Tomaré prestado el ejemplo más clásico de todos, que es aquel trabajador de una empresa de bebidas X, que no puede ser visto bebiendo productos de la marca Z ya que puede ser despedido, sobre todo si viste el uniforme de su empresa X.
Pues bien, los políticos deben defender el uso de lo público por encima de lo privado, y no para eliminar o limitar lo privado o la libertad de las personas, ¡ni mucho menos! Se trata de devolverle la confianza a las personas garantizándoles los mayores beneficios posibles.
Regresando a los ejemplos de la semana pasada; la sanidad y la educación pública, el planteamiento es el siguiente: Todos los cargos de elección popular y de representación del sistema político a todos los niveles, sus equipos de trabajo y sus familiares directos deben estar obligados por ley a acudir a la sanidad y a la educación pública durante el período de mandato o de ejercicio público.

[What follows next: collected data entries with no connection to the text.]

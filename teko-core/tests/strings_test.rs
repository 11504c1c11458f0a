// teko-core - String integration tests
// Copyright (c) 2025 Tom Waddington. MIT licensed.

//! Strings are built by the `"` macro from atoms and character-code lists.

mod common;

use common::*;

#[test]
fn test_single_word() {
    assert_eval!("(\" Example)", Value::string("Example"));
    assert_eval!("(\"  Example)", Value::string("Example"));
}

#[test]
fn test_words_joined_by_one_space() {
    assert_eval!("(\" Lorem   ipsum dolor)", Value::string("Lorem ipsum dolor"));
}

#[test]
fn test_character_codes() {
    assert_eval!("(\" (32) Lorem (10) ipsum)", Value::string(" Lorem\nipsum"));
    assert_eval!("(\" (40) + 1 2 (41))", Value::string("(+ 1 2)"));
}

#[test]
fn test_arguments_are_not_evaluated() {
    assert_eval!("(\" define x)", Value::string("define x"));
}

#[test]
fn test_invalid_character_code() {
    assert_eval_err!("(\" (foo))");
    assert_eval_err!("(\" (-1))");
}

#[test]
fn test_string_value_displays_as_code() {
    let value = eval_str("(\" (32) a  b)").unwrap();
    assert_eq!(value.to_string(), "(\" (32) a b)");
}

#[test]
fn test_string_round_trips_through_code() {
    assert_eval!(
        "(define s (\" (32) x (40) y)) (= (eval (head (list s))) s)",
        Value::Boolean(true)
    );
}

#[test]
fn test_string_predicate() {
    assert_eval!("(string? (\" x))", Value::Boolean(true));
    assert_eval!("(string? (' x))", Value::Boolean(false));
}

Ningún cargo investido de poder o responsabilidad política es un ciudadano común; por lo tanto, así como debe tener garantías y ciertos beneficios, también debe cumplir ciertas normas que velen por el fin último de sus cargos, el servicio a los ciudadanos mediante el mejoramiento de la prestación de servicios públicos.
Si al familiar de un alto cargo del gobierno, que se sienta mal, lo pelotean durante seis o siete meses en la sanidad pública diciéndole que no tiene nada, que tome ibuprofeno y luego, al octavo mes, le diagnostican un cáncer en fase terminal; seguramente y como mínimo, se planteará la necesidad de mejorar el sistema sanitario.
Lo mismo pasa con la educación, si los altos jerarcas del gobierno tuvieran que llevar a sus hijos a colegios, institutos o universidades públicas, al momento de jurar o asumir sus cargos, les aseguro que se acaba la tontería esta de promulgar una Ley Orgánica de Educación cada vez que se cambia de gobierno.
Lo mismo podríamos decir con el acceso al transporte público -entre otros- o a los pasos que deben cumplir los ciudadanos que aspiran integrar el sistema político de un país, que tiene bajo su responsabilidad la vida y destino de millones de personas.
Esto último lo digo porque, así como nadie pondría su vida en mis manos para que realice un trasplante de riñón porque no tengo estudios de medicina ni nadie viviría en un edificio construido por mí porque no soy arquitecto ni ingeniero, pues así mismo deben cumplirse unos requerimientos para dirigir un país, es de lógica.
Cada semana iré explicando las ventajas de mi planteamiento y el por qué del mismo.